### [RECORDS PROVIDED]
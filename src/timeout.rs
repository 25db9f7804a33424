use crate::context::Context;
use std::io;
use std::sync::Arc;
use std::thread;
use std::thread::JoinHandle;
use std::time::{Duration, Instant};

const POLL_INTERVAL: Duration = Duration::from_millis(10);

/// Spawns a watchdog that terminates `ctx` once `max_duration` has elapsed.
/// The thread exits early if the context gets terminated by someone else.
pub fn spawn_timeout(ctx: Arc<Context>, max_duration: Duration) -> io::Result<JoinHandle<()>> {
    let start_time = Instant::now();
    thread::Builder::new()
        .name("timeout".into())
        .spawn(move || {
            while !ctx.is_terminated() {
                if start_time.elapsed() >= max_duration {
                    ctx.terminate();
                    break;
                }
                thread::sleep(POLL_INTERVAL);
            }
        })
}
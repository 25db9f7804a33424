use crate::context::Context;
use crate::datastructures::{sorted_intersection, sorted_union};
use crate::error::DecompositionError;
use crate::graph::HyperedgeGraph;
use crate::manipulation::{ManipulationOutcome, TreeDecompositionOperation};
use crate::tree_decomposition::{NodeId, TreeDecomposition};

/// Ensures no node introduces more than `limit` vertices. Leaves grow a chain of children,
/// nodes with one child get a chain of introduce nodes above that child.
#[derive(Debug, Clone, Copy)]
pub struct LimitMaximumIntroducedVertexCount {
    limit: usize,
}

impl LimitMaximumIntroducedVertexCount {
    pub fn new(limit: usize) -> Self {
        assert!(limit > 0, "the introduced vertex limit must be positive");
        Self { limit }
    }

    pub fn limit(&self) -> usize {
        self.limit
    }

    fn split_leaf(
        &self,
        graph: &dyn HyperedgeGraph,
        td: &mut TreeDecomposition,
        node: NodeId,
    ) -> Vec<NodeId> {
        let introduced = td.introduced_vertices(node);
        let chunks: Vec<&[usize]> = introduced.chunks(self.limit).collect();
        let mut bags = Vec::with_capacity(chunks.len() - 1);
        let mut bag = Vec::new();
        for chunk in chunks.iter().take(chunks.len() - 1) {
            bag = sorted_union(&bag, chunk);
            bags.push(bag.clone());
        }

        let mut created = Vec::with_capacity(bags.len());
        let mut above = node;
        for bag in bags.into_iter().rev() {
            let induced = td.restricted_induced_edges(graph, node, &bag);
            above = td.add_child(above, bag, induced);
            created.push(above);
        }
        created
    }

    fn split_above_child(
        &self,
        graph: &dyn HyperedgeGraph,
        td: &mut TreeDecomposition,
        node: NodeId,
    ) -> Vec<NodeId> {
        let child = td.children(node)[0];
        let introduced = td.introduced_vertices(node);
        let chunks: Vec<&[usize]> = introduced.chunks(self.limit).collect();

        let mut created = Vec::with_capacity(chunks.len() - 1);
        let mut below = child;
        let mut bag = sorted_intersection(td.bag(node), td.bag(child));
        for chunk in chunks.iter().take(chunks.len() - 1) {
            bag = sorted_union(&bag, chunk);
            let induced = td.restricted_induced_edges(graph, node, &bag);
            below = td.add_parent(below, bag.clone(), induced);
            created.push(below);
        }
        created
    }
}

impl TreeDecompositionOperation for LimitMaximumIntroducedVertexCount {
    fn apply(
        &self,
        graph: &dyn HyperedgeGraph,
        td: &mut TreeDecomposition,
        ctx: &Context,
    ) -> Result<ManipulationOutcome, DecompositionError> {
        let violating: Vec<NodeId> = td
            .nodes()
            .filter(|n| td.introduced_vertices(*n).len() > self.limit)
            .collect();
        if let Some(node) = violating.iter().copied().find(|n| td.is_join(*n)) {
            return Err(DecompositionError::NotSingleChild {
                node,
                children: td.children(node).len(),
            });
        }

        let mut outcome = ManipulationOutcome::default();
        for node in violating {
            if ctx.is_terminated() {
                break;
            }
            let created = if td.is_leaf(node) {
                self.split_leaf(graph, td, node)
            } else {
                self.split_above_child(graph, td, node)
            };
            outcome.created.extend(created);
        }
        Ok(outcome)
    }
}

### [WHAT TO WORK ON]
The answer must be every record above, repeated exactly as written.

### [RESPONSE TO THE TASK]
filename src/timeout.rs
repository 25db9f7804a33424
use crate::context::Context;
use std::io;
use std::sync::Arc;
use std::thread;
use std::thread::JoinHandle;
use std::time::{Duration, Instant};

const POLL_INTERVAL: Duration = Duration::from_millis(10);

/// Spawns a watchdog that terminates `ctx` once `max_duration` has elapsed.
/// The thread exits early if the context gets terminated by someone else.
pub fn spawn_timeout(ctx: Arc<Context>, max_duration: Duration) -> io::Result<JoinHandle<()>> {
    let start_time = Instant::now();
    thread::Builder::new()
        .name("timeout".into())
        .spawn(move || {
            while !ctx.is_terminated() {
                if start_time.elapsed() >= max_duration {
                    ctx.terminate();
                    break;
                }
                thread::sleep(POLL_INTERVAL);
            }
        })
}
repository 25db9f7804a33424
use crate::context::Context;
use crate::datastructures::{sorted_intersection, sorted_union};
use crate::error::DecompositionError;
use crate::graph::HyperedgeGraph;
use crate::manipulation::{ManipulationOutcome, TreeDecompositionOperation};
use crate::tree_decomposition::{NodeId, TreeDecomposition};

/// Ensures no node introduces more than `limit` vertices. Leaves grow a chain of children,
/// nodes with one child get a chain of introduce nodes above that child.
#[derive(Debug, Clone, Copy)]
pub struct LimitMaximumIntroducedVertexCount {
    limit: usize,
}

impl LimitMaximumIntroducedVertexCount {
    pub fn new(limit: usize) -> Self {
        assert!(limit > 0, "the introduced vertex limit must be positive");
        Self { limit }
    }

    pub fn limit(&self) -> usize {
        self.limit
    }

    fn split_leaf(
        &self,
        graph: &dyn HyperedgeGraph,
        td: &mut TreeDecomposition,
        node: NodeId,
    ) -> Vec<NodeId> {
        let introduced = td.introduced_vertices(node);
        let chunks: Vec<&[usize]> = introduced.chunks(self.limit).collect();
        let mut bags = Vec::with_capacity(chunks.len() - 1);
        let mut bag = Vec::new();
        for chunk in chunks.iter().take(chunks.len() - 1) {
            bag = sorted_union(&bag, chunk);
            bags.push(bag.clone());
        }

        let mut created = Vec::with_capacity(bags.len());
        let mut above = node;
        for bag in bags.into_iter().rev() {
            let induced = td.restricted_induced_edges(graph, node, &bag);
            above = td.add_child(above, bag, induced);
            created.push(above);
        }
        created
    }

    fn split_above_child(
        &self,
        graph: &dyn HyperedgeGraph,
        td: &mut TreeDecomposition,
        node: NodeId,
    ) -> Vec<NodeId> {
        let child = td.children(node)[0];
        let introduced = td.introduced_vertices(node);
        let chunks: Vec<&[usize]> = introduced.chunks(self.limit).collect();

        let mut created = Vec::with_capacity(chunks.len() - 1);
        let mut below = child;
        let mut bag = sorted_intersection(td.bag(node), td.bag(child));
        for chunk in chunks.iter().take(chunks.len() - 1) {
            bag = sorted_union(&bag, chunk);
            let induced = td.restricted_induced_edges(graph, node, &bag);
            below = td.add_parent(below, bag.clone(), induced);
            created.push(below);
        }
        created
    }
}

impl TreeDecompositionOperation for LimitMaximumIntroducedVertexCount {
    fn apply(
        &self,
        graph: &dyn HyperedgeGraph,
        td: &mut TreeDecomposition,
        ctx: &Context,
    ) -> Result<ManipulationOutcome, DecompositionError> {
        let violating: Vec<NodeId> = td
            .nodes()
            .filter(|n| td.introduced_vertices(*n).len() > self.limit)
            .collect();
        if let Some(node) = violating.iter().copied().find(|n| td.is_join(*n)) {
            return Err(DecompositionError::NotSingleChild {
                node,
                children: td.children(node).len(),
            });
        }

        let mut outcome = ManipulationOutcome::default();
        for node in violating {
            if ctx.is_terminated() {
                break;
            }
            let created = if td.is_leaf(node) {
                self.split_leaf(graph, td, node)
            } else {
                self.split_above_child(graph, td, node)
            };
            outcome.created.extend(created);
        }
        Ok(outcome)
    }
}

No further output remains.